THE TASK.
Give back all of the records exactly.

SOURCE RECORDS.
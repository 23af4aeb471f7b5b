use serde::{Deserialize, Serialize};
use std::fmt;

/// Maximum length, in characters, of a choice's text
pub const MAX_CHOICE_TEXT_LEN: usize = 200;

/// Choice entity representing one answer to a question and its vote count
#[derive(Debug, Clone, PartialEq, Serialize, Deserialize)]
pub struct Choice {
    pub id: i32,
    pub question_id: i32,
    pub choice_text: String,
    pub votes: i32,
}

/// Request structure for adding a choice to a question
#[derive(Debug, Deserialize)]
pub struct CreateChoiceRequest {
    pub choice_text: String,
    #[serde(default)]
    pub votes: i32,
}

/// Renders a choice as a results line, e.g. `"Choice 1 -- 1 vote"`.
pub fn format_choice_line(choice: &Choice) -> String {
    let unit = if choice.votes == 1 { "vote" } else { "votes" };
    format!("{} -- {} {}", choice.choice_text, choice.votes, unit)
}

impl fmt::Display for Choice {
    fn fmt(&self, f: &mut fmt::Formatter<'_>) -> fmt::Result {
        f.write_str(&self.choice_text)
    }
}

impl CreateChoiceRequest {
    pub fn new(choice_text: impl Into<String>) -> Self {
        Self {
            choice_text: choice_text.into(),
            votes: 0,
        }
    }

    /// Validate the create choice request
    pub fn validate(&self) -> Result<(), String> {
        if self.choice_text.trim().is_empty() {
            return Err("Choice text cannot be empty".to_string());
        }

        if self.choice_text.chars().count() > MAX_CHOICE_TEXT_LEN {
            return Err(format!(
                "Choice text cannot exceed {} characters",
                MAX_CHOICE_TEXT_LEN
            ));
        }

        if self.votes < 0 {
            return Err("Votes cannot be negative".to_string());
        }

        Ok(())
    }

    /// Get normalized choice text (trimmed)
    pub fn get_normalized_choice_text(&self) -> String {
        self.choice_text.trim().to_string()
    }
}

#[cfg(test)]
mod tests {
    use super::*;

    fn choice(text: &str, votes: i32) -> Choice {
        Choice {
            id: 1,
            question_id: 1,
            choice_text: text.to_string(),
            votes,
        }
    }

    #[test]
    fn test_format_choice_line_singular() {
        assert_eq!(format_choice_line(&choice("Choice 1", 1)), "Choice 1 -- 1 vote");
    }

    #[test]
    fn test_format_choice_line_plural() {
        assert_eq!(format_choice_line(&choice("Choice 2", 10)), "Choice 2 -- 10 votes");
        assert_eq!(format_choice_line(&choice("Choice 3", 0)), "Choice 3 -- 0 votes");
    }

    #[test]
    fn test_choice_displays_as_text() {
        assert_eq!(choice("Not much", 3).to_string(), "Not much");
    }

    #[test]
    fn test_create_choice_request_defaults_votes_to_zero() {
        let request: CreateChoiceRequest = serde_json::from_str(r#"{"choice_text":"The sky"}"#)
            .expect("Failed to deserialize CreateChoiceRequest");

        assert_eq!(request.choice_text, "The sky");
        assert_eq!(request.votes, 0);
    }

    #[test]
    fn test_create_choice_request_validation() {
        assert!(CreateChoiceRequest::new("Not much").validate().is_ok());
        assert!(CreateChoiceRequest::new("").validate().is_err());
        assert!(CreateChoiceRequest::new("a".repeat(201)).validate().is_err());

        let negative = CreateChoiceRequest {
            choice_text: "Not much".to_string(),
            votes: -1,
        };
        assert!(negative.validate().is_err());
    }
}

RESPONSE.
repository 23af4aeb471f7b5b
use serde::{Deserialize, Serialize};
use std::fmt;

/// Maximum length, in characters, of a choice's text
pub const MAX_CHOICE_TEXT_LEN: usize = 200;

/// Choice entity representing one answer to a question and its vote count
#[derive(Debug, Clone, PartialEq, Serialize, Deserialize)]
pub struct Choice {
    pub id: i32,
    pub question_id: i32,
    pub choice_text: String,
    pub votes: i32,
}

/// Request structure for adding a choice to a question
#[derive(Debug, Deserialize)]
pub struct CreateChoiceRequest {
    pub choice_text: String,
    #[serde(default)]
    pub votes: i32,
}

/// Renders a choice as a results line, e.g. `"Choice 1 -- 1 vote"`.
pub fn format_choice_line(choice: &Choice) -> String {
    let unit = if choice.votes == 1 { "vote" } else { "votes" };
    format!("{} -- {} {}", choice.choice_text, choice.votes, unit)
}

impl fmt::Display for Choice {
    fn fmt(&self, f: &mut fmt::Formatter<'_>) -> fmt::Result {
        f.write_str(&self.choice_text)
    }
}

impl CreateChoiceRequest {
    pub fn new(choice_text: impl Into<String>) -> Self {
        Self {
            choice_text: choice_text.into(),
            votes: 0,
        }
    }

    /// Validate the create choice request
    pub fn validate(&self) -> Result<(), String> {
        if self.choice_text.trim().is_empty() {
            return Err("Choice text cannot be empty".to_string());
        }

        if self.choice_text.chars().count() > MAX_CHOICE_TEXT_LEN {
            return Err(format!(
                "Choice text cannot exceed {} characters",
                MAX_CHOICE_TEXT_LEN
            ));
        }

        if self.votes < 0 {
            return Err("Votes cannot be negative".to_string());
        }

        Ok(())
    }

    /// Get normalized choice text (trimmed)
    pub fn get_normalized_choice_text(&self) -> String {
        self.choice_text.trim().to_string()
    }
}

#[cfg(test)]
mod tests {
    use super::*;

    fn choice(text: &str, votes: i32) -> Choice {
        Choice {
            id: 1,
            question_id: 1,
            choice_text: text.to_string(),
            votes,
        }
    }

    #[test]
    fn test_format_choice_line_singular() {
        assert_eq!(format_choice_line(&choice("Choice 1", 1)), "Choice 1 -- 1 vote");
    }

    #[test]
    fn test_format_choice_line_plural() {
        assert_eq!(format_choice_line(&choice("Choice 2", 10)), "Choice 2 -- 10 votes");
        assert_eq!(format_choice_line(&choice("Choice 3", 0)), "Choice 3 -- 0 votes");
    }

    #[test]
    fn test_choice_displays_as_text() {
        assert_eq!(choice("Not much", 3).to_string(), "Not much");
    }

    #[test]
    fn test_create_choice_request_defaults_votes_to_zero() {
        let request: CreateChoiceRequest = serde_json::from_str(r#"{"choice_text":"The sky"}"#)
            .expect("Failed to deserialize CreateChoiceRequest");

        assert_eq!(request.choice_text, "The sky");
        assert_eq!(request.votes, 0);
    }

    #[test]
    fn test_create_choice_request_validation() {
        assert!(CreateChoiceRequest::new("Not much").validate().is_ok());
        assert!(CreateChoiceRequest::new("").validate().is_err());
        assert!(CreateChoiceRequest::new("a".repeat(201)).validate().is_err());

        let negative = CreateChoiceRequest {
            choice_text: "Not much".to_string(),
            votes: -1,
        };
        assert!(negative.validate().is_err());
    }
}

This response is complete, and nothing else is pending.